*** Begin section ***
// Copyright (c) 2025 Geoffrey Huntley <ghuntley@ghuntley.com>. All rights reserved.
// SPDX-License-Identifier: Proprietary

//! Error report SDK.
//!
//! Applications build a [`LogSender`] over an HTTP or SMTP transport, attach
//! hooks that add their own files, and install a [`LastChanceHandler`] so
//! that unexpected panics are logged and the user gets a say in whether the
//! process keeps running. Reports that cannot be delivered are spooled and
//! replayed with [`LogSender::resend_pending`].
//!
//! ```no_run
//! use loom_report::{LastChanceHandler, LogSender, Traps, UserInfo};
//!
//! # fn main() -> loom_report::Result<()> {
//! let config = loom_report_config::load_config()?;
//! let _logging = loom_report::logging::init(&config)?;
//! let _handler = LastChanceHandler::new(Traps::Both).install()?;
//!
//! let sender = LogSender::from_config(&config)?;
//! let form = UserInfo {
//! 	notes: "Crashed after saving".into(),
//! 	..Default::default()
//! };
//! sender.send_with_pending(Some(&form));
//! # Ok(())
//! # }
//! ```

pub mod collect;
pub mod error;
pub mod gather;
pub mod handler;
pub mod http;
pub mod listener;
pub mod lock;
pub mod logfile;
pub mod logging;
pub mod prompt;
pub mod sender;

pub use collect::UserInfo;
pub use error::{Result, SdkError};
pub use gather::{InfoGatherer, InfoGathering, WindowKind};
pub use handler::{
	ExceptionEvent, ExceptionInfo, HandlerDecision, LastChanceHandler, MessageLogged, TrapKind, Traps,
};
pub use http::HttpTransport;
pub use listener::{Listener, ListenerId, ListenerLayer, ListenerRegistry, LogMessage, MessageBuffer};
pub use lock::NamedLock;
pub use logfile::{LogFile, LogFileOptions};
pub use prompt::{ProcessExit, PromptButtons, PromptChoice, Prompter, StderrPrompter, Terminator};
pub use sender::{ArchiveHook, EnvironmentCollator, HookError, LogSender};

pub use loom_report_core::{Archive, ArchiveWriter, Transport, TransportResult};
pub use loom_report_smtp::MailTransport;
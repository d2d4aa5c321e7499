// Copyright (c) 2025 Geoffrey Huntley <ghuntley@ghuntley.com>. All rights reserved.
// SPDX-License-Identifier: Proprietary

//! Filesystem queue of archives whose delivery failed.
//!
//! The spool is a flat directory holding one `yyyy-MM-dd-HH-mm-ss.zip` per
//! failed attempt. File names are UTC timestamps, so lexicographic order is
//! chronological order.

use std::fs::OpenOptions;
use std::io::{ErrorKind, Write};
use std::path::{Path, PathBuf};

use chrono::{DateTime, NaiveDateTime, Utc};
use tracing::{debug, info};

use crate::archive::Archive;
use crate::error::{ReportError, Result};

/// `chrono` format of a spool file stem.
pub const SPOOL_NAME_FORMAT: &str = "%Y-%m-%d-%H-%M-%S";

const SPOOL_EXTENSION: &str = "zip";

/// One archive persisted in the spool folder.
#[derive(Debug, Clone, PartialEq, Eq)]
pub struct SpooledItem {
	path: PathBuf,
}

impl SpooledItem {
	pub fn path(&self) -> &Path {
		&self.path
	}

	/// File name within the spool folder, e.g. `2025-01-31-23-59-59.zip`.
	pub fn file_name(&self) -> String {
		self
			.path
			.file_name()
			.map(|n| n.to_string_lossy().into_owned())
			.unwrap_or_default()
	}

	/// The UTC time encoded in the file name, if it follows the spool pattern.
	pub fn timestamp(&self) -> Option<DateTime<Utc>> {
		let stem = self.path.file_stem()?.to_str()?;
		NaiveDateTime::parse_from_str(stem, SPOOL_NAME_FORMAT)
			.ok()
			.map(|naive| naive.and_utc())
	}

	/// Reads the archive back into memory.
	pub fn read(&self) -> Result<Archive> {
		Ok(Archive::from_bytes(std::fs::read(&self.path)?))
	}
}

/// The spool folder for one sender.
#[derive(Debug, Clone)]
pub struct SpoolStore {
	folder: PathBuf,
}

impl SpoolStore {
	pub fn new(folder: impl Into<PathBuf>) -> Self {
		Self {
			folder: folder.into(),
		}
	}

	pub fn folder(&self) -> &Path {
		&self.folder
	}

	/// Pending archives, oldest first. An absent folder yields an empty list.
	pub fn list_pending(&self) -> Result<Vec<SpooledItem>> {
		let entries = match std::fs::read_dir(&self.folder) {
			Ok(entries) => entries,
			Err(e) if e.kind() == ErrorKind::NotFound => return Ok(Vec::new()),
			Err(e) => return Err(e.into()),
		};

		let mut items = Vec::new();
		for entry in entries {
			let entry = entry?;
			let path = entry.path();
			if !entry.file_type()?.is_file() {
				continue;
			}
			if path.extension().and_then(|e| e.to_str()) != Some(SPOOL_EXTENSION) {
				continue;
			}
			items.push(SpooledItem { path });
		}

		items.sort_by(|a, b| a.path.file_name().cmp(&b.path.file_name()));
		Ok(items)
	}

	pub fn has_pending(&self) -> Result<bool> {
		Ok(!self.list_pending()?.is_empty())
	}

	/// Persists `archive` under the current UTC time.
	pub fn save(&self, archive: &Archive) -> Result<SpooledItem> {
		self.save_at(archive, Utc::now())
	}

	/// Persists `archive` under the given time.
	///
	/// Never overwrites: a second save within the same second fails with
	/// [`ReportError::SpoolCollision`].
	pub fn save_at(&self, archive: &Archive, at: DateTime<Utc>) -> Result<SpooledItem> {
		std::fs::create_dir_all(&self.folder)?;

		let name = format!("{}.{SPOOL_EXTENSION}", at.format(SPOOL_NAME_FORMAT));
		let path = self.folder.join(name);

		let mut file = match OpenOptions::new().write(true).create_new(true).open(&path) {
			Ok(file) => file,
			Err(e) if e.kind() == ErrorKind::AlreadyExists => {
				return Err(ReportError::SpoolCollision(path));
			}
			Err(e) => return Err(e.into()),
		};
		file.write_all(archive.as_bytes())?;
		file.sync_all()?;

		info!(path = %path.display(), bytes = archive.len(), "spooled undelivered report");
		Ok(SpooledItem { path })
	}

	pub fn delete(&self, item: &SpooledItem) -> Result<()> {
		std::fs::remove_file(&item.path)?;
		debug!(path = %item.path.display(), "deleted spooled report");
		Ok(())
	}

	/// Removes the spool folder if nothing is left in it.
	///
	/// Returns `true` if the folder no longer exists afterwards.
	pub fn delete_folder_if_empty(&self) -> Result<bool> {
		let mut entries = match std::fs::read_dir(&self.folder) {
			Ok(entries) => entries,
			Err(e) if e.kind() == ErrorKind::NotFound => return Ok(true),
			Err(e) => return Err(e.into()),
		};
		if entries.next().is_some() {
			return Ok(false);
		}
		std::fs::remove_dir(&self.folder)?;
		debug!(folder = %self.folder.display(), "removed empty spool folder");
		Ok(true)
	}
}
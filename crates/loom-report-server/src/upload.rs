// Copyright (c) 2025 Geoffrey Huntley <ghuntley@ghuntley.com>. All rights reserved.
// SPDX-License-Identifier: Proprietary

//! The upload endpoint: validate one multipart `file` part, store it under
//! a unique name and optionally mail it on.
//!
//! Every rejection is answered with `500 Internal Server Error`; clients
//! treat anything but `200 OK` as a failed delivery and spool the report.

use std::io;
use std::net::{IpAddr, SocketAddr};
use std::path::{Path, PathBuf};

use axum::extract::{ConnectInfo, Multipart, State};
use axum::http::StatusCode;
use axum::response::{IntoResponse, Response};
use chrono::{DateTime, Utc};
use loom_report_smtp::MailAttachment;
use regex::Regex;
use tokio::io::AsyncWriteExt;
use tracing::{error, info, instrument, warn};

use crate::state::AppState;

const STORED_NAME_FORMAT: &str = "%Y-%m-%d-%H-%M-%S";
const BYTES_PER_MB: u64 = 1024 * 1024;

/// What an upload must satisfy to be stored. Empty lists disable their check.
#[derive(Debug, Clone)]
pub struct UploadPolicy {
	pub allowed_addresses: Vec<IpAddr>,
	pub name_pattern: Option<Regex>,
	pub allowed_extensions: Vec<String>,
	pub allowed_mime_types: Vec<String>,
	pub max_size_mb: u64,
}

impl UploadPolicy {
	pub fn check_address(&self, ip: IpAddr) -> Result<(), String> {
		if self.allowed_addresses.is_empty() || self.allowed_addresses.contains(&ip) {
			Ok(())
		} else {
			Err("Security error, unexpected IP address".to_string())
		}
	}

	pub fn check_file(&self, file: &ReceivedFile) -> Result<(), String> {
		let name = &file.file_name;

		if let Some(pattern) = &self.name_pattern {
			if !pattern.is_match(name) {
				return Err(format!("Filename '{name}' did not validate"));
			}
		}

		let extension = file.extension();
		if !self.allowed_extensions.is_empty() && !self.allowed_extensions.iter().any(|e| e == extension) {
			return Err(format!("Extension '{extension}' not acceptable (File {name})"));
		}

		let mime = file.content_type.as_deref().unwrap_or_default();
		if !self.allowed_mime_types.is_empty() && !self.allowed_mime_types.iter().any(|m| m == mime) {
			return Err(format!("Mime type '{mime}' not acceptable (File {name})"));
		}

		let size_mb = file.bytes.len() as u64 / BYTES_PER_MB;
		if size_mb > self.max_size_mb {
			return Err(format!(
				"File is too large: {size_mb}MB > {}MB (File {name})",
				self.max_size_mb
			));
		}

		Ok(())
	}

	/// Request body limit: the file plus a megabyte of multipart framing.
	pub fn body_limit(&self) -> usize {
		usize::try_from((self.max_size_mb + 1).saturating_mul(BYTES_PER_MB)).unwrap_or(usize::MAX)
	}
}

#[derive(Debug, Clone)]
pub struct ReceivedFile {
	pub file_name: String,
	pub content_type: Option<String>,
	pub bytes: Vec<u8>,
}

impl ReceivedFile {
	/// Text after the last `.`, or the whole name when there is none.
	pub fn extension(&self) -> &str {
		self.file_name.rsplit('.').next().unwrap_or_default()
	}
}

/// A refused upload. Logged when created, answered with a bare 500.
#[derive(Debug)]
pub struct Rejected;

impl IntoResponse for Rejected {
	fn into_response(self) -> Response {
		StatusCode::INTERNAL_SERVER_ERROR.into_response()
	}
}

#[instrument(name = "receive_upload", skip(state, multipart), fields(client = %addr.ip()))]
pub async fn receive_upload(
	State(state): State<AppState>,
	ConnectInfo(addr): ConnectInfo<SocketAddr>,
	mut multipart: Multipart,
) -> Result<StatusCode, Rejected> {
	let ip = addr.ip();
	let policy = state.policy();

	policy.check_address(ip).map_err(|reason| state.reject(ip, &reason))?;

	let file = match read_file_part(&mut multipart).await {
		Ok(Some(file)) => file,
		Ok(None) => return Err(state.reject(ip, "No file uploaded")),
		Err(reason) => return Err(state.reject(ip, &reason)),
	};
	policy.check_file(&file).map_err(|reason| state.reject(ip, &reason))?;

	let stored = store(state.upload_dir(), Utc::now(), ip, &file).await.map_err(|e| {
		error!(error = %e, "failed to store upload");
		state.reject(ip, "Failed to write file to disk")
	})?;
	let stored_name = stored
		.file_name()
		.map(|n| n.to_string_lossy().into_owned())
		.unwrap_or_default();

	state.activity(ip, &format!("Successfully uploaded {stored_name}"));
	info!(file = %stored_name, bytes = file.bytes.len(), "report stored");

	if let Some(notifier) = state.notifier() {
		let bytes = file.bytes;
		let subject = notifier.config().subject.clone();
		let body = format!("Error report {stored_name} received from {ip}");
		let result = tokio::task::spawn_blocking(move || {
			notifier.send_files(
				&subject,
				&body,
				&[MailAttachment {
					file_name: &stored_name,
					bytes: &bytes,
				}],
			)
		})
		.await;

		match result {
			Ok(Ok(())) => {}
			Ok(Err(e)) => {
				warn!(error = %e, "failed to send upload notification");
				state.activity(ip, "Couldn't send mail");
			}
			Err(e) => warn!(error = %e, "notification task failed"),
		}
	}

	Ok(StatusCode::OK)
}

async fn read_file_part(multipart: &mut Multipart) -> Result<Option<ReceivedFile>, String> {
	while let Some(field) = multipart
		.next_field()
		.await
		.map_err(|e| format!("Upload error: {e}"))?
	{
		if field.name() != Some("file") {
			continue;
		}

		let file_name = field.file_name().unwrap_or_default().to_string();
		let content_type = field.content_type().map(str::to_string);
		let bytes = field
			.bytes()
			.await
			.map_err(|e| format!("The uploaded file was only partially uploaded: {e}"))?;

		return Ok(Some(ReceivedFile {
			file_name,
			content_type,
			bytes: bytes.to_vec(),
		}));
	}
	Ok(None)
}

/// `<yyyy-MM-dd-HH-mm-ss>_<ip>_<n>.<ext>`, with `:` in the address
/// replaced by `-`.
pub fn stored_name(at: DateTime<Utc>, ip: IpAddr, n: u32, extension: &str) -> String {
	format!(
		"{}_{}_{n}.{extension}",
		at.format(STORED_NAME_FORMAT),
		ip.to_string().replace(':', "-")
	)
}

/// Writes the upload under the first free name, counting `n` up from 1.
pub async fn store(dir: &Path, at: DateTime<Utc>, ip: IpAddr, file: &ReceivedFile) -> io::Result<PathBuf> {
	tokio::fs::create_dir_all(dir).await?;

	let mut n = 1;
	loop {
		let path = dir.join(stored_name(at, ip, n, file.extension()));
		match tokio::fs::OpenOptions::new()
			.write(true)
			.create_new(true)
			.open(&path)
			.await
		{
			Ok(mut out) => {
				out.write_all(&file.bytes).await?;
				out.flush().await?;
				return Ok(path);
			}
			Err(e) if e.kind() == io::ErrorKind::AlreadyExists => n += 1,
			Err(e) => return Err(e),
		}
	}
}

#[cfg(test)]
mod tests {
	use super::*;
	use chrono::TimeZone;
	use tempfile::TempDir;

	fn policy() -> UploadPolicy {
		UploadPolicy {
			allowed_addresses: Vec::new(),
			name_pattern: Some(Regex::new(r"(\w+\.)\w+").unwrap()),
			allowed_extensions: vec!["zip".into()],
			allowed_mime_types: Vec::new(),
			max_size_mb: 2,
		}
	}

	fn file(name: &str, len: usize) -> ReceivedFile {
		ReceivedFile {
			file_name: name.into(),
			content_type: Some("application/x-zip-compressed".into()),
			bytes: vec![0; len],
		}
	}

	#[test]
	fn accepts_zip_within_limit() {
		assert!(policy().check_file(&file("Report.zip", 1024)).is_ok());
	}

	#[test]
	fn rejects_bad_name_and_extension() {
		let err = policy().check_file(&file("noextension", 10)).unwrap_err();
		assert_eq!(err, "Filename 'noextension' did not validate");

		let err = policy().check_file(&file("Report.exe", 10)).unwrap_err();
		assert_eq!(err, "Extension 'exe' not acceptable (File Report.exe)");
	}

	#[test]
	fn size_is_compared_in_whole_megabytes() {
		let limit = policy();
		let just_under_three = (3 * BYTES_PER_MB - 1) as usize;
		assert!(limit.check_file(&file("Report.zip", just_under_three)).is_ok());

		let err = limit.check_file(&file("Report.zip", (3 * BYTES_PER_MB) as usize)).unwrap_err();
		assert!(err.starts_with("File is too large: 3MB > 2MB"), "{err}");
	}

	#[test]
	fn mime_allow_list() {
		let mut strict = policy();
		strict.allowed_mime_types = vec!["application/zip".into()];
		let err = strict.check_file(&file("Report.zip", 10)).unwrap_err();
		assert!(err.starts_with("Mime type 'application/x-zip-compressed'"));
	}

	#[test]
	fn address_allow_list() {
		let mut strict = policy();
		strict.allowed_addresses = vec!["10.0.0.1".parse().unwrap()];
		assert!(strict.check_address("10.0.0.1".parse().unwrap()).is_ok());
		assert!(strict.check_address("10.0.0.2".parse().unwrap()).is_err());
		assert!(policy().check_address("10.0.0.2".parse().unwrap()).is_ok());
	}

	#[test]
	fn stored_names_replace_ipv6_colons() {
		let at = Utc.with_ymd_and_hms(2024, 3, 9, 14, 5, 7).unwrap();
		assert_eq!(
			stored_name(at, "192.168.1.20".parse().unwrap(), 1, "zip"),
			"2024-03-09-14-05-07_192.168.1.20_1.zip"
		);
		assert_eq!(
			stored_name(at, "::1".parse().unwrap(), 2, "zip"),
			"2024-03-09-14-05-07_--1_2.zip"
		);
	}

	#[tokio::test]
	async fn store_counts_up_to_free_name() {
		let dir = TempDir::new().unwrap();
		let at = Utc.with_ymd_and_hms(2024, 3, 9, 14, 5, 7).unwrap();
		let ip: IpAddr = "127.0.0.1".parse().unwrap();
		let upload = file("Report.zip", 4);

		let first = store(dir.path(), at, ip, &upload).await.unwrap();
		let second = store(dir.path(), at, ip, &upload).await.unwrap();

		assert!(first.ends_with("2024-03-09-14-05-07_127.0.0.1_1.zip"));
		assert!(second.ends_with("2024-03-09-14-05-07_127.0.0.1_2.zip"));
		assert_eq!(std::fs::read(second).unwrap(), vec![0; 4]);
	}
}
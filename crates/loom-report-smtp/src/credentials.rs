// Copyright (c) 2025 Geoffrey Huntley <ghuntley@ghuntley.com>. All rights reserved.
// SPDX-License-Identifier: Proprietary

use loom_report_config::SmtpConfig;
use loom_report_core::SecretString;

/// Environment variables consulted for [`MailCredentials::Ambient`].
pub const AMBIENT_USERNAME_VAR: &str = "SMTP_USERNAME";
pub const AMBIENT_PASSWORD_VAR: &str = "SMTP_PASSWORD";

/// How the transport authenticates with the relay.
#[derive(Debug, Clone, PartialEq)]
pub enum MailCredentials {
	/// Unauthenticated relay.
	None,
	Explicit {
		username: String,
		password: SecretString,
	},
	/// Read `SMTP_USERNAME` / `SMTP_PASSWORD` from the process environment
	/// at send time; unauthenticated if either is missing.
	Ambient,
}

impl MailCredentials {
	/// An explicit username always wins over ambient credentials.
	pub fn from_config(config: &SmtpConfig) -> Self {
		match (&config.username, &config.password) {
			(Some(username), password) => Self::Explicit {
				username: username.clone(),
				password: password.clone().unwrap_or_else(|| SecretString::new("")),
			},
			(None, _) if config.use_default_credentials => Self::Ambient,
			(None, _) => Self::None,
		}
	}

	pub(crate) fn resolve(&self) -> Option<(String, String)> {
		match self {
			Self::None => None,
			Self::Explicit { username, password } => {
				Some((username.clone(), password.expose().to_string()))
			}
			Self::Ambient => {
				let username = std::env::var(AMBIENT_USERNAME_VAR).ok().filter(|u| !u.is_empty())?;
				let password = std::env::var(AMBIENT_PASSWORD_VAR).ok()?;
				Some((username, password))
			}
		}
	}
}
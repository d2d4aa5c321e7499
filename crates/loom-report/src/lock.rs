// Copyright (c) 2025 Geoffrey Huntley <ghuntley@ghuntley.com>. All rights reserved.
// SPDX-License-Identifier: Proprietary

//! A named, cross-process exclusive lock backed by an OS file lock.
//!
//! Every process opening the same name locks the same file under the
//! system temp directory, so writers in different processes sharing one log
//! file take turns.

use std::fs::{File, OpenOptions, TryLockError};
use std::io;
use std::path::{Path, PathBuf};

pub struct NamedLock {
	path: PathBuf,
	file: File,
}

impl NamedLock {
	/// Opens (creating if needed) `<temp dir>/<name>.lock`.
	pub fn open(name: &str) -> io::Result<Self> {
		Self::open_in(&std::env::temp_dir(), name)
	}

	pub fn open_in(dir: &Path, name: &str) -> io::Result<Self> {
		let sanitized: String = name
			.chars()
			.map(|c| if c.is_ascii_alphanumeric() || c == '-' || c == '_' || c == '.' { c } else { '_' })
			.collect();
		if sanitized.is_empty() {
			return Err(io::Error::new(io::ErrorKind::InvalidInput, "lock name is empty"));
		}

		let path = dir.join(format!("{sanitized}.lock"));
		let file = OpenOptions::new()
			.create(true)
			.truncate(false)
			.read(true)
			.write(true)
			.open(&path)?;
		Ok(Self { path, file })
	}

	pub fn path(&self) -> &Path {
		&self.path
	}

	/// Blocks until the lock is held.
	pub fn acquire(&self) -> io::Result<NamedLockGuard<'_>> {
		self.file.lock()?;
		Ok(NamedLockGuard { file: &self.file })
	}

	/// Returns `None` if someone else holds the lock.
	pub fn try_acquire(&self) -> io::Result<Option<NamedLockGuard<'_>>> {
		match self.file.try_lock() {
			Ok(()) => Ok(Some(NamedLockGuard { file: &self.file })),
			Err(TryLockError::WouldBlock) => Ok(None),
			Err(TryLockError::Error(e)) => Err(e),
		}
	}
}

/// Releases the lock on drop.
pub struct NamedLockGuard<'a> {
	file: &'a File,
}

impl Drop for NamedLockGuard<'_> {
	fn drop(&mut self) {
		let _ = self.file.unlock();
	}
}

#[cfg(test)]
mod tests {
	use super::*;
	use tempfile::TempDir;

	#[test]
	fn second_handle_waits_for_release() {
		let dir = TempDir::new().unwrap();
		let first = NamedLock::open_in(dir.path(), "app-log").unwrap();
		let second = NamedLock::open_in(dir.path(), "app-log").unwrap();
		assert_eq!(first.path(), second.path());

		let held = first.acquire().unwrap();
		assert!(second.try_acquire().unwrap().is_none());
		drop(held);

		assert!(second.try_acquire().unwrap().is_some());
	}

	#[test]
	fn names_are_sanitized() {
		let dir = TempDir::new().unwrap();
		let lock = NamedLock::open_in(dir.path(), "Global\\loom/log").unwrap();
		assert_eq!(lock.path().file_name().unwrap(), "Global_loom_log.lock");
		assert!(NamedLock::open_in(dir.path(), "").is_err());
	}

	mod proptests {
		use super::*;
		use proptest::prelude::*;

		proptest! {
			#![proptest_config(ProptestConfig::with_cases(64))]

			#[test]
			fn lock_file_stays_in_its_directory(name in "\\PC{1,24}") {
				let dir = TempDir::new().unwrap();
				let lock = NamedLock::open_in(dir.path(), &name).unwrap();
				prop_assert_eq!(lock.path().parent(), Some(dir.path()));
			}
		}
	}
}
*** End section ***
● Your goal
Please retype the listing word for word, from its first line through the line containing "in whether the", and add nothing else.

● Expected answer
// Copyright (c) 2025 Geoffrey Huntley <ghuntley@ghuntley.com>. All rights reserved.
// SPDX-License-Identifier: Proprietary

//! Error report SDK.
//!
//! Applications build a [`LogSender`] over an HTTP or SMTP transport, attach
//! hooks that add their own files, and install a [`LastChanceHandler`] so
//! that unexpected panics are logged and the user gets a say in whether the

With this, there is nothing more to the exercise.